[Opening SUPPLIED MATERIAL section]

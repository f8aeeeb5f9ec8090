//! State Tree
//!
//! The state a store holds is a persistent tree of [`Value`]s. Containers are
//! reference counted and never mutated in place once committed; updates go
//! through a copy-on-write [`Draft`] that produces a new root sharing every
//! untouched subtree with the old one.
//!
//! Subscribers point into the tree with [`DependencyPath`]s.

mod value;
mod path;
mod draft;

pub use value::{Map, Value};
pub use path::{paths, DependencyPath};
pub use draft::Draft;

[Closing SUPPLIED MATERIAL section]

◆ WORK ORDER: Set down exactly, and only, the lines from the one with "the old one." to the final line of the data.

◆ YOUR SOLUTION:
//! untouched subtree with the old one.
//!
//! Subscribers point into the tree with [`DependencyPath`]s.

mod value;
mod path;
mod draft;

pub use value::{Map, Value};
pub use path::{paths, DependencyPath};
pub use draft::Draft;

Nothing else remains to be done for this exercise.